Among the lines below, copy exactly those from the one with "pub(super) fn build(table: &[u8])" through the one with "for weight in", counting both ends.

Given entries section start

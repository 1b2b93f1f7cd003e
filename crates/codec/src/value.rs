// SPDX-License-Identifier: AGPL-3.0-or-later
// Copyright (c) 2025 ReifyDB

use std::fmt::{self, Display, Formatter};

/// A resolved column value as handed over by the SQL layer.
///
/// Integers of every width travel as `Int`/`UInt`. DECIMAL, temporal types
/// and strings travel as `Bytes` in their native storage image (the binary
/// decimal form, the packed temporal form, or the character data).
#[derive(Debug, Clone, PartialEq)]
pub enum Value {
	Null,
	Int(i64),
	UInt(u64),
	Float(f32),
	Double(f64),
	Bytes(Vec<u8>),
}

/// A table row, indexed by column position.
pub type Row = Vec<Value>;

/// A row recovered from an index entry. `None` marks columns the entry
/// does not carry or cannot restore.
pub type PartialRow = Vec<Option<Value>>;

impl Value {
	pub fn is_null(&self) -> bool {
		matches!(self, Value::Null)
	}

	pub fn bytes(data: impl AsRef<[u8]>) -> Self {
		Value::Bytes(data.as_ref().to_vec())
	}

	pub fn as_bytes(&self) -> Option<&[u8]> {
		match self {
			Value::Bytes(b) => Some(b),
			_ => None,
		}
	}
}

impl Display for Value {
	fn fmt(&self, f: &mut Formatter<'_>) -> fmt::Result {
		match self {
			Value::Null => f.write_str("NULL"),
			Value::Int(v) => write!(f, "{}", v),
			Value::UInt(v) => write!(f, "{}", v),
			Value::Float(v) => write!(f, "{}", v),
			Value::Double(v) => write!(f, "{}", v),
			Value::Bytes(b) => write!(f, "{}", String::from_utf8_lossy(b)),
		}
	}
}

impl From<i64> for Value {
	fn from(v: i64) -> Self {
		Value::Int(v)
	}
}

impl From<u64> for Value {
	fn from(v: u64) -> Self {
		Value::UInt(v)
	}
}

impl From<&str> for Value {
	fn from(v: &str) -> Self {
		Value::Bytes(v.as_bytes().to_vec())
	}
}
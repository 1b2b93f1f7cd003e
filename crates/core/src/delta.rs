// SPDX-License-Identifier: AGPL-3.0-or-later
// Copyright (c) 2025 ReifyDB

use crate::CfId;

/// One staged mutation of a write batch.
#[derive(Debug, Clone, PartialEq, Eq)]
pub enum Delta {
	Set {
		cf: CfId,
		key: Vec<u8>,
		value: Vec<u8>,
	},
	Remove {
		cf: CfId,
		key: Vec<u8>,
	},
}

impl Delta {
	pub fn cf(&self) -> CfId {
		match self {
			Self::Set {
				cf,
				..
			}
			| Self::Remove {
				cf,
				..
			} => *cf,
		}
	}

	/// Returns the key
	pub fn key(&self) -> &[u8] {
		match self {
			Self::Set {
				key,
				..
			}
			| Self::Remove {
				key,
				..
			} => key,
		}
	}

	/// Returns the value, if None, it means the entry is marked as remove.
	pub fn value(&self) -> Option<&[u8]> {
		match self {
			Self::Set {
				value,
				..
			} => Some(value),
			Self::Remove {
				..
			} => None,
		}
	}
}
// SPDX-License-Identifier: AGPL-3.0-or-later
// Copyright (c) 2025 ReifyDB

#![cfg_attr(not(debug_assertions), deny(warnings))]

pub use delta::Delta;
pub use error::{Diagnostic, Error, IntoDiagnostic};
pub use id::{CfId, IndexId};

pub mod delta;
pub mod error;
pub mod id;
pub mod netbuf;

pub type Result<T> = std::result::Result<T, Error>;
// SPDX-License-Identifier: AGPL-3.0-or-later
// Copyright (c) 2025 ReifyDB

use parking_lot::Mutex;
use rowkey_core::{Error, Result, error::diagnostic::sequence::sequence_exhausted};
use tracing::{instrument, trace};

use crate::dict::{DictManager, END_DICT_INDEX_ID};

/// Hands out index numbers. Every number is made durable as the new max
/// index id before it is returned, so numbers are never reused, not even
/// across a crash.
#[derive(Debug)]
pub struct SequenceGenerator {
	next: Mutex<u64>,
}

impl SequenceGenerator {
	pub fn new(next: u32) -> Self {
		Self {
			next: Mutex::new(next as u64),
		}
	}

	/// Continues after the stored max index id, skipping the numbers
	/// reserved for the dictionary.
	pub fn starting_after(max_index_id: Option<u32>) -> Self {
		let last = max_index_id.unwrap_or(0).max(END_DICT_INDEX_ID);
		Self {
			next: Mutex::new(last as u64 + 1),
		}
	}

	/// The number the next call will return.
	pub fn peek(&self) -> u64 {
		*self.next.lock()
	}

	#[instrument(name = "catalog::sequence::next", level = "debug", skip(self, dict))]
	pub fn get_and_update_next_number(&self, dict: &DictManager) -> Result<u32> {
		let mut next = self.next.lock();
		let number = u32::try_from(*next).map_err(|_| Error(sequence_exhausted(u32::MAX)))?;
		*next += 1;

		let mut batch = dict.begin();
		dict.update_max_index_id(&mut batch, number)?;
		dict.commit(batch, true)?;
		trace!(number, "index number allocated");
		Ok(number)
	}
}
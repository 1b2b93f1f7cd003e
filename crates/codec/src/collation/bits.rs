// SPDX-License-Identifier: AGPL-3.0-or-later
// Copyright (c) 2025 ReifyDB

use rowkey_core::netbuf::{NetReader, NetWriter};

/// Packs variable-width codes into whole bytes of a [`NetWriter`].
///
/// A fresh byte is appended whenever the previous one is full. Codes are
/// split most significant chunk first; each chunk lands at the current bit
/// offset of the open byte.
pub struct BitWriter<'a> {
	out: &'a mut NetWriter,
	pos: usize,
	current: u8,
	offset: u32,
}

impl<'a> BitWriter<'a> {
	pub fn new(out: &'a mut NetWriter) -> Self {
		Self {
			out,
			pos: 0,
			current: 0,
			offset: 0,
		}
	}

	pub fn write(&mut self, mut size: u32, value: u32) {
		while size > 0 {
			if self.offset == 0 {
				self.pos = self.out.allocate(1);
				self.current = 0;
			}
			let bits = size.min(8 - self.offset);
			let chunk = (value >> (size - bits)) & ((1 << bits) - 1);
			self.current |= (chunk << self.offset) as u8;
			self.out.write_at(self.pos, &[self.current]);
			size -= bits;
			self.offset = (self.offset + bits) & 7;
		}
	}
}

/// Reads codes written by [`BitWriter`].
pub struct BitReader<'r, 'a> {
	reader: &'r mut NetReader<'a>,
	current: u8,
	offset: u32,
}

impl<'r, 'a> BitReader<'r, 'a> {
	pub fn new(reader: &'r mut NetReader<'a>) -> Self {
		Self {
			reader,
			current: 0,
			offset: 0,
		}
	}

	/// `None` when the underlying buffer runs out.
	pub fn read(&mut self, mut size: u32) -> Option<u32> {
		let mut ret = 0u32;
		while size > 0 {
			if self.offset == 0 {
				self.current = self.reader.read_u8()?;
			}
			let bits = size.min(8 - self.offset);
			ret <<= bits;
			ret |= (self.current as u32 >> self.offset) & ((1 << bits) - 1);
			size -= bits;
			self.offset = (self.offset + bits) & 7;
		}
		Some(ret)
	}
}

#[cfg(test)]
mod tests {
	use super::*;

	#[test]
	fn test_codes_share_bytes() {
		let mut out = NetWriter::new();
		let mut writer = BitWriter::new(&mut out);
		writer.write(1, 1);
		writer.write(2, 2);
		writer.write(0, 0);
		assert_eq!(out.as_slice(), &[0b101]);
	}

	#[test]
	fn test_code_spanning_bytes() {
		let mut out = NetWriter::new();
		{
			let mut writer = BitWriter::new(&mut out);
			writer.write(5, 0b10110);
			writer.write(6, 0b110011);
			writer.write(3, 0b001);
		}
		assert_eq!(out.len(), 2);

		let data = out.into_inner();
		let mut net = NetReader::new(&data);
		let mut reader = BitReader::new(&mut net);
		assert_eq!(reader.read(5), Some(0b10110));
		assert_eq!(reader.read(6), Some(0b110011));
		assert_eq!(reader.read(3), Some(0b001));
		assert_eq!(reader.read(8), None);
	}
}
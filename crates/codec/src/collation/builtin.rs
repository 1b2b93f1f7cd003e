// SPDX-License-Identifier: AGPL-3.0-or-later
// Copyright (c) 2025 ReifyDB

use super::{CollationDef, PadAttribute, Weigher};

pub const LATIN1_SWEDISH_CI_ID: u32 = 8;
pub const UTF8MB3_GENERAL_CI_ID: u32 = 33;
pub const UTF8MB4_GENERAL_CI_ID: u32 = 45;
pub const UTF8MB4_BIN_ID: u32 = 46;
pub const LATIN1_BIN_ID: u32 = 47;
pub const BINARY_COLLATION_ID: u32 = 63;
pub const UTF8MB3_BIN_ID: u32 = 83;

const LATIN1_SWEDISH_HIGH: [u8; 64] = [
	65, 65, 65, 65, 92, 91, 92, 67, 69, 69, 69, 69, 73, 73, 73, 73, //
	68, 78, 79, 79, 79, 79, 93, 215, 216, 85, 85, 85, 89, 89, 222, 223, //
	65, 65, 65, 65, 92, 91, 92, 67, 69, 69, 69, 69, 73, 73, 73, 73, //
	68, 78, 79, 79, 79, 79, 93, 247, 216, 85, 85, 85, 89, 89, 222, 255,
];

fn latin1_swedish_sort_order() -> Vec<u8> {
	let mut table: Vec<u8> = (0..=255u8).collect();
	for byte in b'a'..=b'z' {
		table[byte as usize] = byte.to_ascii_uppercase();
	}
	table[0xC0..].copy_from_slice(&LATIN1_SWEDISH_HIGH);
	table
}

fn def(id: u32, name: &str, mbmaxlen: u8, weigher: Weigher) -> CollationDef {
	CollationDef {
		id,
		name: name.to_string(),
		mbminlen: 1,
		mbmaxlen,
		weigher,
		pad: PadAttribute::PadSpace,
		levels: 1,
		reversible: false,
	}
}

pub(super) fn definitions() -> Vec<CollationDef> {
	let general_ci = Weigher::Unicode {
		weight_len: 2,
		case_insensitive: true,
	};
	vec![
		CollationDef {
			pad: PadAttribute::NoPad,
			..def(BINARY_COLLATION_ID, "binary", 1, Weigher::Binary)
		},
		CollationDef {
			reversible: true,
			..def(
				LATIN1_SWEDISH_CI_ID,
				"latin1_swedish_ci",
				1,
				Weigher::SortTable {
					sort_order: latin1_swedish_sort_order(),
				},
			)
		},
		def(LATIN1_BIN_ID, "latin1_bin", 1, Weigher::Identity),
		def(UTF8MB3_GENERAL_CI_ID, "utf8mb3_general_ci", 3, general_ci.clone()),
		def(UTF8MB3_BIN_ID, "utf8mb3_bin", 3, Weigher::Utf8Bin),
		def(UTF8MB4_GENERAL_CI_ID, "utf8mb4_general_ci", 4, general_ci),
		def(
			UTF8MB4_BIN_ID,
			"utf8mb4_bin",
			4,
			Weigher::Unicode {
				weight_len: 3,
				case_insensitive: false,
			},
		),
	]
}

#[cfg(test)]
mod tests {
	use super::*;

	#[test]
	fn test_swedish_table() {
		let table = latin1_swedish_sort_order();
		assert_eq!(table.len(), 256);
		assert_eq!(table[b'a' as usize], b'A');
		assert_eq!(table[b'{' as usize], b'{');
		assert_eq!(table[0xE5], 91);
		assert_eq!(table[0xFF], 255);
	}

	#[test]
	fn test_ids_unique() {
		let mut ids: Vec<u32> = definitions().iter().map(|d| d.id).collect();
		ids.sort();
		ids.dedup();
		assert_eq!(ids.len(), definitions().len());
	}
}
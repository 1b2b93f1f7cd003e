// SPDX-License-Identifier: AGPL-3.0-or-later
// Copyright (c) 2025 ReifyDB

use rowkey_core::{Result, error::diagnostic::codec::CodecError, return_error};
use smallvec::SmallVec;

use super::{BitReader, BitWriter};

/// Inverts a single-byte sort table.
///
/// Every weight maps back to the bytes that share it. The position of a byte
/// among those siblings is its code, written with just enough bits to tell
/// the siblings apart. Weights with a single pre-image need no bits at all.
#[derive(Debug)]
pub struct SimpleCodec {
	sort_order: Box<[u8; 256]>,
	enc_idx: Box<[u8; 256]>,
	enc_size: Box<[u8; 256]>,
	dec_size: Box<[u8; 256]>,
	dec_count: Box<[u16; 256]>,
	dec_idx: Vec<[u8; 256]>,
}

fn bits_for(n: usize) -> u8 {
	if n <= 1 {
		return 0;
	}
	(usize::BITS - (n - 1).leading_zeros()) as u8
}

impl SimpleCodec {
	pub(super) fn build(table: &[u8]) -> Self {
		let mut sort_order = Box::new([0u8; 256]);
		sort_order.copy_from_slice(&table[..256]);

		let mut rev: Vec<SmallVec<[u8; 4]>> = vec![SmallVec::new(); 256];
		for byte in 0..=255u8 {
			rev[sort_order[byte as usize] as usize].push(byte);
		}
		let max_conflicts = rev.iter().map(|siblings| siblings.len()).max().unwrap_or(1);

		let mut enc_idx = Box::new([0u8; 256]);
		let mut enc_size = Box::new([0u8; 256]);
		let mut dec_size = Box::new([0u8; 256]);
		let mut dec_count = Box::new([0u16; 256]);
		let mut dec_idx = vec![[0u8; 256]; max_conflicts];

		for (weight, siblings) in rev.iter().enumerate() {
			let size = bits_for(siblings.len());
			dec_size[weight] = size;
			dec_count[weight] = siblings.len() as u16;
			for (idx, byte) in siblings.iter().enumerate() {
				enc_idx[*byte as usize] = idx as u8;
				enc_size[*byte as usize] = size;
				dec_idx[idx][weight] = *byte;
			}
		}

		Self {
			sort_order,
			enc_idx,
			enc_size,
			dec_size,
			dec_count,
			dec_idx,
		}
	}

	pub fn weight(&self, byte: u8) -> u8 {
		self.sort_order[byte as usize]
	}

	/// Writes the codes that disambiguate `src` from its weight string.
	pub fn encode(&self, src: &[u8], writer: &mut BitWriter<'_>) {
		for byte in src {
			writer.write(self.enc_size[*byte as usize] as u32, self.enc_idx[*byte as usize] as u32);
		}
	}

	/// Restores the bytes behind `weights`, consuming one code per weight.
	pub fn decode(&self, weights: &[u8], reader: &mut BitReader<'_, '_>, out: &mut Vec<u8>) -> Result<()> {
		for weight in weights {
			let size = self.dec_size[*weight as usize] as u32;
			let idx = match reader.read(size) {
				Some(idx) => idx as usize,
				None => return_error!(CodecError::corrupted("unpack info ends inside a collation code")),
			};
			// codes past the weight's own siblings would read another weight's row
			match self.dec_idx.get(idx) {
				Some(row) if idx < self.dec_count[*weight as usize] as usize => out.push(row[*weight as usize]),
				_ => return_error!(CodecError::corrupted(format!(
					"collation code {} is out of range for weight {:#04x}",
					idx, weight
				))),
			}
		}
		Ok(())
	}

	/// True if no weight needs disambiguation bits.
	pub fn is_bijective(&self) -> bool {
		self.dec_size.iter().all(|size| *size == 0)
	}
}
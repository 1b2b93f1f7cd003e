// SPDX-License-Identifier: AGPL-3.0-or-later
// Copyright (c) 2025 ReifyDB

//! Table schemas shared by tests.

use rowkey_codec::{
	ColumnDef, ColumnType, KeyDef, KeyPartDef, TableSchema, Value,
	collation::{LATIN1_BIN_ID, LATIN1_SWEDISH_CI_ID, UTF8MB4_BIN_ID},
};

/// `t(a INT PRIMARY KEY, b VARCHAR(10), KEY kb(b))` under `name`.
pub fn simple_table(name: &str) -> TableSchema {
	TableSchema::new(
		name,
		vec![
			ColumnDef::new(
				"a",
				ColumnType::Int {
					unsigned: false,
				},
			)
			.not_null(),
			ColumnDef::new(
				"b",
				ColumnType::Varchar {
					length: 10,
				},
			)
			.with_collation(LATIN1_BIN_ID),
		],
	)
	.with_primary_key(KeyDef::new("PRIMARY", vec![KeyPartDef::column(0)]))
	.with_key(KeyDef::new("kb", vec![KeyPartDef::column(1)]))
}

pub fn simple_row(a: i64, b: &str) -> Vec<Value> {
	vec![Value::Int(a), Value::from(b)]
}

/// `(c SMALLINT, d VARCHAR(20) latin1_swedish_ci, KEY kc(c))`, no primary key.
pub fn hidden_pk_table(name: &str) -> TableSchema {
	TableSchema::new(
		name,
		vec![
			ColumnDef::new(
				"c",
				ColumnType::SmallInt {
					unsigned: false,
				},
			),
			ColumnDef::new(
				"d",
				ColumnType::Varchar {
					length: 20,
				},
			)
			.with_collation(LATIN1_SWEDISH_CI_ID),
		],
	)
	.with_key(KeyDef::new("kc", vec![KeyPartDef::column(0)]))
}

/// One column of every supported key type, a primary key on `id` and a
/// secondary index over the remaining columns.
pub fn all_types_table(name: &str) -> TableSchema {
	let columns = vec![
		ColumnDef::new(
			"id",
			ColumnType::BigInt {
				unsigned: true,
			},
		)
		.not_null(),
		ColumnDef::new(
			"ti",
			ColumnType::TinyInt {
				unsigned: false,
			},
		),
		ColumnDef::new(
			"mi",
			ColumnType::MediumInt {
				unsigned: true,
			},
		),
		ColumnDef::new("f", ColumnType::Float),
		ColumnDef::new("d", ColumnType::Double),
		ColumnDef::new(
			"dec",
			ColumnType::Decimal {
				precision: 10,
				scale: 2,
			},
		),
		ColumnDef::new(
			"dt",
			ColumnType::DateTime {
				fsp: 0,
			},
		),
		ColumnDef::new("day", ColumnType::Date),
		ColumnDef::new("y", ColumnType::Year),
		ColumnDef::new(
			"bin",
			ColumnType::Char {
				length: 4,
			},
		),
		ColumnDef::new(
			"ch",
			ColumnType::Char {
				length: 6,
			},
		)
		.with_collation(LATIN1_SWEDISH_CI_ID),
		ColumnDef::new(
			"vb",
			ColumnType::Varchar {
				length: 12,
			},
		),
		ColumnDef::new(
			"vc",
			ColumnType::Varchar {
				length: 12,
			},
		)
		.with_collation(UTF8MB4_BIN_ID),
	];
	let secondary = (1..columns.len()).map(KeyPartDef::column).collect();
	TableSchema::new(name, columns)
		.with_primary_key(KeyDef::new("PRIMARY", vec![KeyPartDef::column(0)]))
		.with_key(KeyDef::new("kall", secondary))
}

/// A row for [`all_types_table`]; `n` varies every column.
pub fn all_types_row(n: u8) -> Vec<Value> {
	vec![
		Value::UInt(n as u64),
		Value::Int(n as i64 / 2 - 64),
		Value::UInt(n as u64 * 1000),
		Value::Float(n as f32 / 4.0),
		Value::Double(-(n as f64) * 1.5),
		Value::bytes([0x80, 0, 0, n, 0x10]),
		Value::bytes([0x99, 0xb2, 0x42, 0x00, n]),
		Value::UInt(738_000 + n as u64),
		Value::bytes([n]),
		Value::bytes([b'k', n, 0, 0]),
		Value::bytes(format!("Row{}", n)),
		Value::bytes(vec![n; (n % 12) as usize]),
		Value::bytes(format!("été {}  ", n)),
	]
}
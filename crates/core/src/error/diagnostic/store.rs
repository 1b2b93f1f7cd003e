// SPDX-License-Identifier: AGPL-3.0-or-later
// Copyright (c) 2025 ReifyDB

use crate::{
	Error,
	error::{Diagnostic, IntoDiagnostic},
};

#[derive(Debug, Clone, PartialEq, thiserror::Error)]
pub enum StoreError {
	#[error("storage backend failure: {reason}")]
	Backend {
		reason: String,
	},

	#[error("simulated crash after staging {staged} entries")]
	InjectedCrash {
		staged: usize,
	},

	#[error("unknown column family `{name}`")]
	UnknownColumnFamily {
		name: String,
	},
}

impl StoreError {
	pub fn backend(reason: impl ToString) -> Self {
		StoreError::Backend {
			reason: reason.to_string(),
		}
	}
}

impl IntoDiagnostic for StoreError {
	fn into_diagnostic(self) -> Diagnostic {
		let message = self.to_string();
		let (code, label) = match &self {
			StoreError::Backend {
				..
			} => ("STORE_001", "the key-value store rejected the operation"),
			StoreError::InjectedCrash {
				..
			} => ("STORE_002", "crash injected by test"),
			StoreError::UnknownColumnFamily {
				..
			} => ("STORE_003", "column family does not exist"),
		};
		Diagnostic {
			code: code.to_string(),
			message,
			label: Some(label.to_string()),
			help: None,
			notes: vec![],
			cause: None,
		}
	}
}

impl From<StoreError> for Error {
	fn from(err: StoreError) -> Self {
		Error(err.into_diagnostic())
	}
}
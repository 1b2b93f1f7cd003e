// SPDX-License-Identifier: AGPL-3.0-or-later
// Copyright (c) 2025 ReifyDB

#![cfg_attr(not(debug_assertions), deny(warnings))]

pub use collation::{Collation, CollationDef, CollationRegistry, PadAttribute, Weigher};
pub use config::CodecConfig;
pub use field::FieldPacker;
pub use index::{IndexDef, IndexFlag, IndexInfo, IndexStats, IndexType, PackOptions, PackedKey, format, qualifier};
pub use schema::{ColumnDef, ColumnType, KeyDef, KeyPartDef, TableSchema};
pub use value::{PartialRow, Row, Value};

pub mod collation;
mod config;
pub mod field;
pub mod index;
mod schema;
mod value;

/// Width of the big-endian index number that prefixes every key.
pub const INDEX_NUMBER_SIZE: usize = 4;
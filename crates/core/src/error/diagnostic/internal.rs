// SPDX-License-Identifier: AGPL-3.0-or-later
// Copyright (c) 2025 ReifyDB

use crate::error::Diagnostic;

pub fn internal(reason: impl Into<String>) -> Diagnostic {
	Diagnostic {
		code: "INTERNAL_001".to_string(),
		message: reason.into(),
		label: Some("internal invariant violated".to_string()),
		help: Some("this is a bug, please report it together with the log output".to_string()),
		notes: vec![],
		cause: None,
	}
}
// SPDX-License-Identifier: AGPL-3.0-or-later
// Copyright (c) 2025 ReifyDB

use rowkey_core::CfId;

pub const DEFAULT_CF_NAME: &str = "default";
pub const DEFAULT_CF_ID: CfId = 0;

/// Column family holding the persistent dictionary.
pub const SYSTEM_CF_NAME: &str = "__system__";
pub const SYSTEM_CF_ID: CfId = 1;

/// Handle of one column family.
#[derive(Debug, Clone, PartialEq, Eq, Hash)]
pub struct ColumnFamily {
	pub id: CfId,
	pub name: String,
}

impl ColumnFamily {
	pub fn new(id: CfId, name: impl Into<String>) -> Self {
		Self {
			id,
			name: name.into(),
		}
	}

	pub fn default_cf() -> Self {
		Self::new(DEFAULT_CF_ID, DEFAULT_CF_NAME)
	}

	pub fn system_cf() -> Self {
		Self::new(SYSTEM_CF_ID, SYSTEM_CF_NAME)
	}
}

Given entries section end

*Written answer*
	pub(super) fn build(table: &[u8]) -> Self {
		let mut sort_order = Box::new([0u8; 256]);
		sort_order.copy_from_slice(&table[..256]);

		let mut rev: Vec<SmallVec<[u8; 4]>> = vec![SmallVec::new(); 256];
		for byte in 0..=255u8 {
			rev[sort_order[byte as usize] as usize].push(byte);
		}
		let max_conflicts = rev.iter().map(|siblings| siblings.len()).max().unwrap_or(1);

		let mut enc_idx = Box::new([0u8; 256]);
		let mut enc_size = Box::new([0u8; 256]);
		let mut dec_size = Box::new([0u8; 256]);
		let mut dec_count = Box::new([0u16; 256]);
		let mut dec_idx = vec![[0u8; 256]; max_conflicts];

		for (weight, siblings) in rev.iter().enumerate() {
			let size = bits_for(siblings.len());
			dec_size[weight] = size;
			dec_count[weight] = siblings.len() as u16;
			for (idx, byte) in siblings.iter().enumerate() {
				enc_idx[*byte as usize] = idx as u8;
				enc_size[*byte as usize] = size;
				dec_idx[idx][weight] = *byte;
			}
		}

		Self {
			sort_order,
			enc_idx,
			enc_size,
			dec_size,
			dec_count,
			dec_idx,
		}
	}

	pub fn weight(&self, byte: u8) -> u8 {
		self.sort_order[byte as usize]
	}

	/// Writes the codes that disambiguate `src` from its weight string.
	pub fn encode(&self, src: &[u8], writer: &mut BitWriter<'_>) {
		for byte in src {
			writer.write(self.enc_size[*byte as usize] as u32, self.enc_idx[*byte as usize] as u32);
		}
	}

	/// Restores the bytes behind `weights`, consuming one code per weight.
	pub fn decode(&self, weights: &[u8], reader: &mut BitReader<'_, '_>, out: &mut Vec<u8>) -> Result<()> {
		for weight in weights {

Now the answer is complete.